Exercise prompt: Collect from the data below each line with "chemical".

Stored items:

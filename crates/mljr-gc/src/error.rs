//! Group-contribution errors.

use crate::correlate::Coefficient;
use crate::groups::GroupKind;
use mljr_core::CoreError;
use thiserror::Error;

/// Result type for group-contribution operations.
pub type GcResult<T> = Result<T, GcError>;

/// Reasons a chemical formula string is rejected.
#[derive(Error, Debug, Clone, PartialEq, Eq)]
pub enum FormulaError {
    #[error("empty formula")]
    Empty,

    #[error("invalid character '{ch}' in '{token}'")]
    InvalidCharacter { token: String, ch: char },

    /// A count can never open a formula.
    #[error("formula must start with an element, found '{count}'")]
    LeadingCount { count: String },

    #[error("adjacent counts are not allowed, found '{count}'")]
    AdjacentCounts { count: String },

    #[error("element '{symbol}' is not defined in the periodic table")]
    UnknownElement { symbol: String },

    #[error("count '{count}' is too large")]
    CountOverflow { count: String },
}

/// Errors that can occur during a group-contribution calculation.
#[derive(Error, Debug, Clone, PartialEq)]
pub enum GcError {
    /// Malformed chemical formula.
    #[error("Formula error: {0}")]
    Formula(#[from] FormulaError),

    /// Symbol not found in the requested namespace.
    #[error("Unknown {kind} group: {symbol}")]
    UnknownGroup { symbol: String, kind: GroupKind },

    /// A group occurrence count below one.
    #[error("Invalid count {count} for group {symbol}")]
    InvalidGroupCount { symbol: &'static str, count: u32 },

    /// A correlation needs a coefficient the group does not define.
    #[error("Group {group} has no {field} contribution")]
    MissingCoefficient {
        group: &'static str,
        field: Coefficient,
    },

    /// Arithmetic precondition violated inside a correlation.
    #[error("Correlation failed: {what}")]
    Correlation { what: String },

    /// Mole fractions that do not describe a binary mixture.
    #[error("Invalid mole fractions y1 = {y1}, y2 = {y2}")]
    MixtureRatio { y1: f64, y2: f64 },

    /// Derived-property inputs outside the correlation's domain.
    #[error("Out of domain: {what}")]
    OutOfDomain { what: &'static str },
}

impl From<CoreError> for GcError {
    fn from(err: CoreError) -> Self {
        GcError::Correlation {
            what: err.to_string(),
        }
    }
}

#[cfg(test)]
mod tests {
    use super::*;

    #[test]
    fn error_display() {
        let err = GcError::UnknownGroup {
            symbol: "-XYZ".into(),
            kind: GroupKind::Ring,
        };
        assert_eq!(err.to_string(), "Unknown ring group: -XYZ");

        let err = GcError::MissingCoefficient {
            group: "@CH",
            field: Coefficient::BoilingTemperature,
        };
        assert!(err.to_string().contains("@CH"));
    }

    #[test]
    fn core_error_becomes_correlation_error() {
        let err: GcError = CoreError::DivisionByZero { what: "Tc" }.into();
        assert!(matches!(err, GcError::Correlation { .. }));
    }
}
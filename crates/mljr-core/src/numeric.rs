use crate::CoreError;

/// Floating point type used throughout system
pub type Real = f64;

/// One tolerance for everything
#[derive(Clone, Copy, Debug)]
pub struct Tolerances {
    pub abs: Real,
    pub rel: Real,
}

impl Default for Tolerances {
    fn default() -> Self {
        Self {
            abs: 1e-12,
            rel: 1e-9,
        }
    }
}

pub fn nearly_equal(a: Real, b: Real, tol: Tolerances) -> bool {
    let diff = (a - b).abs();
    if diff <= tol.abs {
        return true;
    }
    diff <= tol.rel * a.abs().max(b.abs())
}

pub fn ensure_finite(v: Real, what: &'static str) -> Result<Real, CoreError> {
    if v.is_finite() {
        Ok(v)
    } else {
        Err(CoreError::NonFinite { what, value: v })
    }
}

/// Divide, refusing an exactly-zero denominator and a non-finite quotient.
pub fn checked_div(num: Real, den: Real, what: &'static str) -> Result<Real, CoreError> {
    if den == 0.0 {
        return Err(CoreError::DivisionByZero { what });
    }
    ensure_finite(num / den, what)
}

/// Round half away from zero to `digits` decimals.
pub fn round_to(v: Real, digits: i32) -> Real {
    let scale = 10f64.powi(digits);
    (v * scale).round() / scale
}


#[cfg(test)]
mod proptests {
    use super::*;
    use proptest::prelude::*;

    proptest! {
        #[test]
        fn nearly_equal_is_symmetric(a in -1e6_f64..1e6, b in -1e6_f64..1e6) {
            let tol = Tolerances::default();
            prop_assert_eq!(nearly_equal(a, b, tol), nearly_equal(b, a, tol));
        }
    }
}
//! Elements supported by the formula parser.

use serde::Serialize;
use std::fmt;

/// Periodic table subset for organic solvents and ionic liquids.
#[derive(Debug, Clone, Copy, PartialEq, Eq, Hash, PartialOrd, Ord, Serialize)]
pub enum Element {
    H,
    B,
    C,
    N,
    O,
    F,
    P,
    S,
    Cl,
    Br,
    I,
}

impl Element {
    pub const ALL: [Element; 11] = [
        Element::H,
        Element::B,
        Element::C,
        Element::N,
        Element::O,
        Element::F,
        Element::P,
        Element::S,
        Element::Cl,
        Element::Br,
        Element::I,
    ];

    pub fn symbol(&self) -> &'static str {
        match self {
            Element::H => "H",
            Element::B => "B",
            Element::C => "C",
            Element::N => "N",
            Element::O => "O",
            Element::F => "F",
            Element::P => "P",
            Element::S => "S",
            Element::Cl => "Cl",
            Element::Br => "Br",
            Element::I => "I",
        }
    }

    /// Atomic weight [g/mol] as tabulated by the method.
    pub fn atomic_weight(&self) -> f64 {
        match self {
            Element::H => 1.008,
            Element::B => 10.81,
            Element::C => 12.01,
            Element::N => 14.01,
            Element::O => 16.00,
            Element::F => 19.00,
            Element::P => 30.91,
            Element::S => 32.06,
            Element::Cl => 35.45,
            Element::Br => 79.90,
            Element::I => 126.90,
        }
    }

    /// Case-insensitive symbol lookup.
    pub fn from_symbol(symbol: &str) -> Option<Element> {
        Self::ALL
            .into_iter()
            .find(|e| e.symbol().eq_ignore_ascii_case(symbol))
    }
}

impl fmt::Display for Element {
    fn fmt(&self, f: &mut fmt::Formatter<'_>) -> fmt::Result {
        f.write_str(self.symbol())
    }
}

#[cfg(test)]
mod tests {
    use super::*;

    #[test]
    fn symbols_round_trip() {
        for e in Element::ALL {
            assert_eq!(Element::from_symbol(e.symbol()), Some(e));
            assert_eq!(Element::from_symbol(&e.symbol().to_uppercase()), Some(e));
        }
        assert_eq!(Element::from_symbol("Xe"), None);
        assert_eq!(Element::from_symbol("l"), None);
    }
}
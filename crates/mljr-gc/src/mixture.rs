//! Binary mixing rules.
//!
//! Cross terms use the geometric mean for temperature with kij = 1, since no
//! literature interaction parameters are available for these systems.

use crate::correlate::ComponentResult;
use crate::error::{GcError, GcResult};
use mljr_core::constants::R_GAS;
use mljr_core::{Real, Tolerances, checked_div, ensure_finite, nearly_equal};
use nalgebra::{Matrix2, Vector2};
use serde::Serialize;
use tracing::debug;

const SUM_TOL: Tolerances = Tolerances {
    abs: 1e-9,
    rel: 0.0,
};

/// Mole fractions of a binary mixture (each > 0, summing to one).
#[derive(Debug, Clone, Copy, PartialEq, Serialize)]
pub struct MoleFractions {
    pub y1: Real,
    pub y2: Real,
}

impl MoleFractions {
    pub fn new(y1: Real, y2: Real) -> GcResult<Self> {
        let valid = y1.is_finite()
            && y2.is_finite()
            && y1 > 0.0
            && y2 > 0.0
            && nearly_equal(y1 + y2, 1.0, SUM_TOL);
        if !valid {
            return Err(GcError::MixtureRatio { y1, y2 });
        }
        Ok(Self { y1, y2 })
    }

    fn vector(&self) -> Vector2<Real> {
        Vector2::new(self.y1, self.y2)
    }
}

/// Mixture critical properties plus the pure-component results they came from.
#[derive(Debug, Clone, Copy, PartialEq, Serialize)]
pub struct MixtureResult {
    pub tc: Real,
    pub pc: Real,
    pub vc: Real,
    pub tb: Real,
    pub omega: Real,
    pub fractions: MoleFractions,
    /// y1·M1 + y2·M2
    pub molar_mass: Real,
    pub components: [ComponentResult; 2],
    /// Component acentric factors with Pc evaluated at the mixture molar mass.
    pub adjusted_omegas: [Real; 2],
}

/// `Vcij = (Vci^(1/3) + Vcj^(1/3))³ / 8`
pub fn cross_volumes(vc1: Real, vc2: Real) -> Matrix2<Real> {
    let v = [vc1, vc2];
    Matrix2::from_fn(|i, j| (v[i].cbrt() + v[j].cbrt()).powi(3) / 8.0)
}

/// `Tcij = sqrt(Tci·Tcj)`
pub fn cross_temperatures(tc1: Real, tc2: Real) -> Matrix2<Real> {
    let t = [tc1, tc2];
    Matrix2::from_fn(|i, j| (t[i] * t[j]).sqrt())
}

/// Combine two pure-component results at mole fractions `(y1, y2)`.
pub fn mix(
    r1: &ComponentResult,
    r2: &ComponentResult,
    y1: Real,
    y2: Real,
) -> GcResult<MixtureResult> {
    let fractions = MoleFractions::new(y1, y2)?;
    let y = fractions.vector();

    let vcij = cross_volumes(r1.vc, r2.vc);
    let tcij = cross_temperatures(r1.tc, r2.tc);

    let vc = y.dot(&(vcij * y));
    let weighted = vcij.map(|v| v.powf(0.25)).component_mul(&tcij);
    let tc = checked_div(y.dot(&(weighted * y)), vc.powf(0.25), "mixture Tc")?;

    // Each component's Pc is re-evaluated with the mixture molar mass before
    // its acentric factor enters the mixing.
    let molar_mass = y1 * r1.molar_mass + y2 * r2.molar_mass;
    let adjusted_omegas = [
        r1.acentric_factor_at(molar_mass)?,
        r2.acentric_factor_at(molar_mass)?,
    ];
    let omega = adjusted_omegas[0] * y1 + adjusted_omegas[1] * y2;

    let pc = ensure_finite(
        (0.2905 - 0.085 * omega) * R_GAS * tc / vc * 10.0,
        "mixture Pc",
    )?;
    let tb = r1.tb * y1 + r2.tb * y2;

    debug!(tc, pc, vc, tb, omega, molar_mass, "mixed binary");

    Ok(MixtureResult {
        tc,
        pc,
        vc,
        tb,
        omega,
        fractions,
        molar_mass,
        components: [*r1, *r2],
        adjusted_omegas,
    })
}

#[cfg(test)]
mod tests {
    use super::*;
    use crate::correlate::{GroupCount, correlate};
    use crate::groups::lookup;

    fn non_ring(symbol: &str, count: u32) -> GroupCount {
        GroupCount::new(lookup(symbol, false).unwrap(), count).unwrap()
    }

    fn choline_chloride() -> ComponentResult {
        let groups = [
            non_ring("-CH3", 3),
            non_ring("-CH2-", 2),
            non_ring("-OH", 1),
            non_ring(">N-", 1),
            non_ring("-Cl", 1),
        ];
        correlate(&groups, 139.62).unwrap()
    }

    fn glycerol() -> ComponentResult {
        let groups = [non_ring("-CH2-", 2), non_ring("-OH", 3), non_ring(">CH-", 1)];
        correlate(&groups, 92.09).unwrap()
    }

    fn assert_close(actual: f64, expected: f64) {
        assert!(
            (actual - expected).abs() <= 1e-9 * expected.abs(),
            "expected {expected}, got {actual}"
        );
    }

    #[test]
    fn cross_matrices_are_symmetric_with_pure_diagonal() {
        let v = cross_volumes(440.58, 257.87);
        assert_close(v[(0, 0)], 440.58);
        assert_close(v[(1, 1)], 257.87);
        assert_eq!(v[(0, 1)], v[(1, 0)]);

        let t = cross_temperatures(600.0, 700.0);
        assert_close(t[(0, 0)], 600.0);
        assert_close(t[(0, 1)], (600.0_f64 * 700.0).sqrt());
    }

    #[test]
    fn choline_chloride_glycerol_one_to_two() {
        let (r1, r2) = (choline_chloride(), glycerol());
        let m = mix(&r1, &r2, 0.333, 1.0 - 0.333).unwrap();
        assert_close(m.tc, 680.704_535_731_530_9);
        assert_close(m.pc, 33.065_865_840_703_964);
        assert_close(m.vc, 315.108_688_930_466_9);
        assert_close(m.tb, 515.405_63);
        assert_close(m.omega, 1.251_675_808_686_457_7);
        assert_close(m.molar_mass, 107.917_49);
    }

    #[test]
    fn boiling_temperature_mixes_linearly() {
        let (r1, r2) = (choline_chloride(), glycerol());
        let m = mix(&r1, &r2, 0.25, 0.75).unwrap();
        assert_eq!(m.tb, r1.tb * 0.25 + r2.tb * 0.75);
        assert!(nearly_equal(
            m.fractions.y1 + m.fractions.y2,
            1.0,
            Tolerances::default()
        ));
    }

    #[test]
    fn omega_uses_pc_at_mixture_molar_mass() {
        let (r1, r2) = (choline_chloride(), glycerol());
        let m = mix(&r1, &r2, 0.5, 0.5).unwrap();
        let naive = r1.omega * 0.5 + r2.omega * 0.5;
        assert!((m.omega - naive).abs() > 1e-3);
        assert_close(m.omega, 1.136_624_056_970_117_1);
        assert_close(
            m.adjusted_omegas[0],
            r1.acentric_factor_at(m.molar_mass).unwrap(),
        );
    }

    #[test]
    fn invalid_fractions_are_rejected() {
        let (r1, r2) = (choline_chloride(), glycerol());
        for (y1, y2) in [(0.6, 0.6), (0.0, 1.0), (1.0, 0.0), (-0.5, 1.5), (f64::NAN, 0.5)] {
            let err = mix(&r1, &r2, y1, y2).unwrap_err();
            assert!(matches!(err, GcError::MixtureRatio { .. }), "{y1}, {y2}");
        }
    }

    #[test]
    fn identical_components_reproduce_pure_values() {
        let r = choline_chloride();
        let m = mix(&r, &r, 0.4, 0.6).unwrap();
        assert_close(m.tc, r.tc);
        assert_close(m.vc, r.vc);
        assert_close(m.tb, r.tb);
        assert_close(m.omega, r.omega);
    }
}

#[cfg(test)]
mod proptests {
    use super::*;
    use crate::correlate::{GroupCount, correlate};
    use crate::groups::lookup;
    use proptest::prelude::*;

    proptest! {
        #[test]
        fn mixture_values_lie_between_components(y1 in 0.01_f64..0.99) {
            let cc = correlate(
                &[
                    GroupCount::new(lookup("-CH3", false).unwrap(), 3).unwrap(),
                    GroupCount::new(lookup("-CH2-", false).unwrap(), 2).unwrap(),
                    GroupCount::new(lookup("-OH", false).unwrap(), 1).unwrap(),
                    GroupCount::new(lookup(">N-", false).unwrap(), 1).unwrap(),
                    GroupCount::new(lookup("-Cl", false).unwrap(), 1).unwrap(),
                ],
                139.62,
            ).unwrap();
            let gly = correlate(
                &[
                    GroupCount::new(lookup("-CH2-", false).unwrap(), 2).unwrap(),
                    GroupCount::new(lookup("-OH", false).unwrap(), 3).unwrap(),
                    GroupCount::new(lookup(">CH-", false).unwrap(), 1).unwrap(),
                ],
                92.09,
            ).unwrap();
            let m = mix(&cc, &gly, y1, 1.0 - y1).unwrap();
            let (lo, hi) = (cc.tb.min(gly.tb), cc.tb.max(gly.tb));
            prop_assert!(m.tb >= lo - 1e-9 && m.tb <= hi + 1e-9);
            let (lo, hi) = (cc.vc.min(gly.vc), cc.vc.max(gly.vc));
            prop_assert!(m.vc >= lo - 1e-9 && m.vc <= hi + 1e-9);
        }
    }
}
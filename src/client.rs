// Copyright 2024 The amqp-courier Authors
// Licensed under the Apache License, Version 2.0 (the "License");
// you may not use this file except in compliance with the License.
// You may obtain a copy of the License at
//
// http://www.apache.org/licenses/LICENSE-2.0
//
// Unless required by applicable law or agreed to in writing, software
// distributed under the License is distributed on an "AS IS" BASIS,
// WITHOUT WARRANTIES OR CONDITIONS OF ANY KIND, either express or implied.
// See the License for the specific language governing permissions and
// limitations under the License.

//! The courier façade: endpoint registry, defaults, connection cache, and the
//! fluent per-call surface.

use std::future::Future;
use std::sync::{Arc, RwLock};

use serde::de::DeserializeOwned;
use serde::Serialize;
use tokio::sync::watch;
use tracing::debug;

use crate::crypto::EncryptionConfig;
use crate::endpoint::{Endpoint, StoreConfig};
use crate::error::{ConfigError, PublishError, SubscribeError};
use crate::message::Message;
use crate::rejection::RejectionReason;
use crate::store::{BlobStore, DocumentStore};
use crate::transport::{AmqpChannel, AmqpConnection, AmqpConnector, BrokerError};
use crate::{publisher, subscriber};

/// A registered endpoint and its memoized broker handles.
pub(crate) struct EndpointState {
    pub(crate) endpoint: Endpoint,
    channel: tokio::sync::Mutex<Option<ChannelHandle>>,
}

struct ChannelHandle {
    // keeps the connection alive for as long as the channel is cached
    _connection: Arc<dyn AmqpConnection>,
    channel: Arc<dyn AmqpChannel>,
}

impl EndpointState {
    fn new(endpoint: Endpoint) -> EndpointState {
        EndpointState {
            endpoint,
            channel: tokio::sync::Mutex::new(None),
        }
    }

    /// Returns the cached channel, connecting on first use.
    ///
    /// First use opens the connection and channel, passively declares the
    /// queue (exists-or-fail) and sets prefetch to one. The lock spans the
    /// whole initialization so concurrent first users share one connection.
    pub(crate) async fn channel(
        &self,
        connector: &dyn AmqpConnector,
    ) -> Result<Arc<dyn AmqpChannel>, BrokerError> {
        let mut slot = self.channel.lock().await;
        if let Some(handle) = slot.as_ref() {
            return Ok(handle.channel.clone());
        }

        let connection = connector.connect(&self.endpoint).await?;
        let channel = connection.open_channel().await?;
        channel.queue_declare_passive(&self.endpoint.queue).await?;
        channel.qos(1, false).await?;
        if !self.endpoint.quiet {
            debug!(
                endpoint = %self.endpoint.name,
                queue = %self.endpoint.queue,
                "channel opened"
            );
        }

        let shared = channel.clone();
        *slot = Some(ChannelHandle {
            _connection: connection,
            channel,
        });
        Ok(shared)
    }

    async fn disconnect(&self) {
        self.channel.lock().await.take();
    }
}

#[derive(Default)]
struct Registry {
    endpoints: Vec<Arc<EndpointState>>,
    default_endpoint: Option<Arc<EndpointState>>,
    default_encryption: Option<EncryptionConfig>,
    default_store: Option<StoreConfig>,
}

impl Registry {
    fn find(&self, key: &str) -> Option<Arc<EndpointState>> {
        self.endpoints
            .iter()
            .find(|state| {
                state.endpoint.name.eq_ignore_ascii_case(key)
                    || state.endpoint.queue.eq_ignore_ascii_case(key)
            })
            .cloned()
    }

    fn find_duplicate(&self, endpoint: &Endpoint) -> Option<Arc<EndpointState>> {
        self.endpoints
            .iter()
            .find(|state| {
                state.endpoint.name.eq_ignore_ascii_case(&endpoint.name)
                    || state.endpoint.queue.eq_ignore_ascii_case(&endpoint.queue)
            })
            .cloned()
    }
}

struct Inner {
    connector: Arc<dyn AmqpConnector>,
    documents: Option<DocumentStore>,
    registry: RwLock<Registry>,
}

impl Inner {
    fn registered(&self, endpoint: Endpoint) -> (Arc<EndpointState>, bool) {
        let mut registry = self.registry.write().expect("endpoint registry poisoned");
        if let Some(existing) = registry.find_duplicate(&endpoint) {
            return (existing, false);
        }
        let state = Arc::new(EndpointState::new(endpoint));
        registry.endpoints.push(state.clone());
        (state, true)
    }
}

/// Entry point of the crate: brokers typed messages between application code
/// and an AMQP broker, offloading and encrypting payloads per endpoint.
///
/// A courier hosts any number of named endpoints. Effective configuration for
/// a call composes three levels, most specific first: the per-call override
/// on a [Scope], the setting embedded in the endpoint, and the process-wide
/// default registered here.
///
/// # Examples
///
/// ```no_run
/// # use std::sync::Arc;
/// # use amqp_courier::store::BlobStore;
/// # use amqp_courier::transport::AmqpConnector;
/// # use amqp_courier::{Courier, Endpoint};
/// # async fn demo(
/// #     connector: Arc<dyn AmqpConnector>,
/// #     blobs: Arc<dyn BlobStore>,
/// # ) -> Result<(), amqp_courier::Error> {
/// let courier = Courier::builder()
///     .connector(connector)
///     .blob_store(blobs)
///     .build()?;
/// courier.register_default_endpoint(Endpoint::new("orders", "shop.orders"));
///
/// let published = courier.publish(serde_json::json!({"total": 10})).await?;
/// println!("published {} at {:?}", published.id, published.published);
/// # Ok(())
/// # }
/// ```
#[derive(Clone)]
pub struct Courier {
    inner: Arc<Inner>,
}
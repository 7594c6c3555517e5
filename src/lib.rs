// Copyright 2024 The amqp-courier Authors
// Licensed under the Apache License, Version 2.0 (the "License");
// you may not use this file except in compliance with the License.
// You may obtain a copy of the License at
//
// http://www.apache.org/licenses/LICENSE-2.0
//
// Unless required by applicable law or agreed to in writing, software
// distributed under the License is distributed on an "AS IS" BASIS,
// WITHOUT WARRANTIES OR CONDITIONS OF ANY KIND, either express or implied.
// See the License for the specific language governing permissions and
// limitations under the License.

//! A typed message courier for AMQP 0-9-1 brokers.
//!
//! The courier turns application values into broker frames and back, layering
//! two orthogonal capabilities over the raw transport:
//!
//! - **object-store offload**: large or durability-critical payloads are
//!   persisted to an external object store and only a small *reference
//!   envelope* (the object key) travels through the broker;
//! - **envelope-preserving encryption**: payloads, and for offloaded
//!   messages the stored document as well, are encrypted with a symmetric
//!   scheme configurable per endpoint.
//!
//! The crate does not implement an AMQP client or an object-store backend;
//! applications plug their own through the [transport] and [store] ports.
//!
//! ## Publishing
//!
//! ```no_run
//! # use std::sync::Arc;
//! # use amqp_courier::store::BlobStore;
//! # use amqp_courier::transport::AmqpConnector;
//! use amqp_courier::{Courier, Endpoint, EncryptionConfig, StoreConfig};
//!
//! # async fn demo(
//! #     connector: Arc<dyn AmqpConnector>,
//! #     blobs: Arc<dyn BlobStore>,
//! # ) -> Result<(), amqp_courier::Error> {
//! let courier = Courier::builder()
//!     .connector(connector)
//!     .blob_store(blobs)
//!     .build()?;
//!
//! courier.register_default_endpoint(
//!     Endpoint::new("invoices", "billing.invoices")
//!         .encryption(EncryptionConfig::new("sw0rdf1sh"))
//!         .store(StoreConfig::new("billing-payloads")),
//! );
//!
//! let message = courier.publish(serde_json::json!({"total": 10})).await?;
//! println!("stored under {:?}", message.stored_key());
//! # Ok(())
//! # }
//! ```
//!
//! ## Consuming
//!
//! Handlers receive the reconstituted payload no matter which of the four
//! wire variants the endpoint produces. Acknowledge and reject decisions are
//! correlated back to both the broker and, for offloaded messages, the
//! stored document.
//!
//! ```no_run
//! # async fn demo(courier: amqp_courier::Courier) -> Result<(), amqp_courier::Error> {
//! use amqp_courier::Message;
//!
//! let (_stop, shutdown) = tokio::sync::watch::channel(false);
//! courier
//!     .endpoint("invoices")
//!     .subscribe(
//!         |message: Message<serde_json::Value>, _shutdown| async move {
//!             println!("invoice {}: {}", message.id, message.payload);
//!             Ok(())
//!         },
//!         shutdown,
//!     )
//!     .await?;
//! # Ok(())
//! # }
//! ```

#![deny(rustdoc::broken_intra_doc_links)]
#![deny(rustdoc::private_intra_doc_links)]

/// Boxed error alias used by loosely-typed façade operations.
pub type Error = Box<dyn std::error::Error + Send + Sync + 'static>;

mod client;
mod codec;
pub mod crypto;
mod endpoint;
mod error;
mod message;
mod publisher;
mod rejection;
mod runner;
pub mod store;
mod subscriber;
pub mod transport;

pub use client::{Courier, CourierBuilder, EndpointRef, Scope};
pub use codec::{CodecError, WireFormat};
pub use crypto::{CryptoError, EncryptionConfig};
pub use endpoint::{Endpoint, StoreConfig};
pub use error::{ConfigError, PublishError, SubscribeError};
pub use message::{Message, StoredMessage};
pub use rejection::{RejectionReason, TraceFrame};
pub use runner::spawn_subscriber;
pub use store::{BlobStore, StoreError};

Final answer:
/// Reasons a chemical formula string is rejected.
    /// Malformed chemical formula.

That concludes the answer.